Canada’s pipeline obstructionism cost this nation billions annually in lost revenue, jobs, and global leverage.

Only now, under pressure, are we correcting course with the long-delayed completion of Trans Mountain.


πŸ’Έ Economic Decline, Political Deflection

While Canadian oil exports reached $130 billion in 2023, that was still down 11% from the previous year, not due to lack of demand, but lower prices and an inability to pivot quickly due to infrastructure gaps. We are undercutting ourselves in global markets, all while our leaders pontificate on “Just Transitions” and climate leadership that lacks economic realism.

Canada’s energy self-sabotage mirrors its broader fiscal dysfunction:

  • Net natural gas exports in 2023 were $10.1 billion, but LNG projects remain delayed and underdeveloped, with only two under construction.

  • Electricity exports dropped 46% in 2023 due to poor weather planning and underinvestment in interprovincial grid capacity.

  • GHG emissions remain high, not because we lack solutions, but because we refuse to implement practical, balanced ones.

This isn’t climate leadership. It’s ideological malpractice.


🧱 A Nation That Builds Nothing

It has been said that Canada is becoming a country where “nothing gets built.” The evidence is damning:

  • The Sturgeon Refinery, completed in 2020, was the first new refinery in 36 years.

  • We possess abundant uranium, hydro, and hydrogen assets, but bureaucratic overreach and Indigenous consultation gridlock have paralyzed timely project approvals.

  • Ontario, Alberta, and Saskatchewan, once leaders in industrial development, are now tangled in red tape while federal carbon taxes choke consumer and corporate confidence alike.

Where we once led with grit, we now grovel in globalist forums, chasing praise rather than prosperity.


🚧 What Could Have Been: Energy East Cancelled

Potential Economic Benefits:

  • $55 billion in GDP

  • 14,000 construction jobs

  • Export access to global markets via Atlantic Canada

  • Crude oil independence for Eastern Canadian refineries

Reality:

  • Cancelled in 2017 after years of federal delay, environmental resistance, and lack of political support.


πŸ€” The Liberal Leadership Race: A Test or a Sham?

The recent Liberal Party leadership maneuvering is nothing more than a hollow sideshow, designed to signal renewal while preserving the same political DNA that led us here.

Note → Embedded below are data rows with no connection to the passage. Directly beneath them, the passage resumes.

//! Typed view over scope-marker trivia.
//!
//! A scope marker is a preprocessor line or a region comment that opens,
//! continues or closes a logical scope. Markers are tokens, not nodes: their
//! position in the tree is the node they are attached to as trivia.

use region_lint_syntax::{SyntaxKind, SyntaxNode, SyntaxToken};
use rowan::TextRange;

/// Which markers pair with each other.
#[derive(Debug, Clone, Copy, PartialEq, Eq, Hash)]
pub enum MarkerFamily {
    /// `#region` / `#endregion`
    Region,
    /// `#if` / `#elif` / `#else` / `#endif`
    Conditional,
    /// `// region` / `// endregion` and `<editor-fold>` comments
    CommentRegion,
}

/// Position of a marker within its group.
#[derive(Debug, Clone, Copy, PartialEq, Eq, Hash)]
pub enum MarkerRole {
    Opener,
    Intermediate,
    Closer,
}

#[derive(Debug, Clone, Copy, PartialEq, Eq, Hash)]
pub enum MarkerKind {
    RegionStart,
    RegionEnd,
    If,
    Elif,
    Else,
    EndIf,
    CommentRegionStart,
    CommentRegionEnd,
}

impl MarkerKind {
    pub fn from_syntax(kind: SyntaxKind) -> Option<Self> {
        let kind = match kind {
            SyntaxKind::REGION_DIRECTIVE => Self::RegionStart,
            SyntaxKind::END_REGION_DIRECTIVE => Self::RegionEnd,
            SyntaxKind::IF_DIRECTIVE => Self::If,
            SyntaxKind::ELIF_DIRECTIVE => Self::Elif,
            SyntaxKind::ELSE_DIRECTIVE => Self::Else,
            SyntaxKind::END_IF_DIRECTIVE => Self::EndIf,
            SyntaxKind::REGION_COMMENT => Self::CommentRegionStart,
            SyntaxKind::END_REGION_COMMENT => Self::CommentRegionEnd,
            _ => return None,
        };
        Some(kind)
    }

    pub fn family(self) -> MarkerFamily {
        match self {
            Self::RegionStart | Self::RegionEnd => MarkerFamily::Region,
            Self::If | Self::Elif | Self::Else | Self::EndIf => MarkerFamily::Conditional,
            Self::CommentRegionStart | Self::CommentRegionEnd => MarkerFamily::CommentRegion,
        }
    }

    pub fn role(self) -> MarkerRole {
        match self {
            Self::RegionStart | Self::If | Self::CommentRegionStart => MarkerRole::Opener,
            Self::Elif | Self::Else => MarkerRole::Intermediate,
            Self::RegionEnd | Self::EndIf | Self::CommentRegionEnd => MarkerRole::Closer,
        }
    }

    /// True for markers that begin a scope.
    pub fn is_start(self) -> bool {
        self.role() == MarkerRole::Opener
    }

    /// Returns true for the two kinds of region start the analyzer reports on.
    pub fn is_region_start(self) -> bool {
        matches!(self, Self::RegionStart | Self::CommentRegionStart)
    }

    /// Keyword that introduces the marker in source text.
    fn keyword(self) -> &'static str {
        match self {
            Self::RegionStart | Self::CommentRegionStart => "region",
            Self::RegionEnd | Self::CommentRegionEnd => "endregion",
            Self::If => "if",
            Self::Elif => "elif",
            Self::Else => "else",
            Self::EndIf => "endif",
        }
    }
}

/// A scope-marker token together with its classified kind.
///
/// Equality is token identity: two markers are equal only if they are the
/// same token in the same tree.
#[derive(Debug, Clone, PartialEq, Eq, Hash)]
pub struct ScopeMarker {
    token: SyntaxToken,
    kind: MarkerKind,
}

impl ScopeMarker {
    /// Wrap `token` if it is a scope marker.
    pub fn cast(token: SyntaxToken) -> Option<Self> {
        let kind = MarkerKind::from_syntax(token.kind())?;
        Some(Self { token, kind })
    }

    pub fn kind(&self) -> MarkerKind {
        self.kind
    }

    pub fn token(&self) -> &SyntaxToken {
        &self.token
    }

    /// Node this marker is attached to.
    pub fn node(&self) -> Option<SyntaxNode> {
        self.token.parent()
    }

    pub fn text_range(&self) -> TextRange {
        self.token.text_range()
    }

    /// Text following the marker keyword: the region name or the condition.
    ///
    /// `<editor-fold>` comments take their name from the `desc` attribute.
    pub fn name(&self) -> Option<&str> {
        let text = self.token.text();
        let body = match self.kind.family() {
            MarkerFamily::CommentRegion => text.strip_prefix("//").unwrap_or(text).trim_start(),
            _ => text.strip_prefix('#').unwrap_or(text).trim_start(),
        };

        let name = if body.starts_with("<editor-fold") || body.starts_with("</editor-fold") {
            editor_fold_description(body)?
        } else {
            body.strip_prefix(self.kind.keyword()).unwrap_or(body)
        };

        let name = name.trim();
        (!name.is_empty()).then_some(name)
    }
}

fn editor_fold_description(body: &str) -> Option<&str> {
    let start = body.find("desc=\"")? + "desc=\"".len();
    let len = body[start..].find('"')?;
    Some(&body[start..start + len])
}

/// Every scope marker in `root`, in source order.
pub fn markers(root: &SyntaxNode) -> impl Iterator<Item = ScopeMarker> + '_ {
    root.descendants_with_tokens()
        .filter_map(|element| element.into_token())
        .filter(|token| token.kind().is_scope_marker())
        .filter_map(ScopeMarker::cast)
}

No candidate has proposed:

  • Revitalizing oil sands development

  • Expanding interprovincial trade in electricity or refined fuels

  • Rescinding the job-killing carbon tax

  • Or protecting Canadian energy sovereignty against foreign-funded environmental lobbies

A real leader would say this: Canada must produce, export, and prosper on its own terms.


⚠️ Winners and Losers in Canada’s Energy Decline

Winners:

  • U.S. refiners buying discounted Canadian crude

  • Foreign environmental NGOs shaping domestic policy

  • Central Canadian elites living off Alberta's wealth

Losers:

  • Alberta, Saskatchewan, Newfoundland

  • Canadian skilled labour

  • Indigenous energy partners

  • Our national balance of trade


Conclusion: The Sovereign Path Forward

We can either be an energy leader with economic independence or a client state of globalist agendas that erode prosperity under the guise of virtue.

This is not just about pipelines or emissions. It is about sovereignty, integrity, and the freedom to build. If Canada is to recover, it must reclaim its energy future, not apologize for it.

Canada must reject the false choice between prosperity and the planet. We have the technology, the expertise, and the natural resources to do both, if only we had the political courage.

 It’s time to end the era of energy appeasement and reassert our right to build, grow, and lead.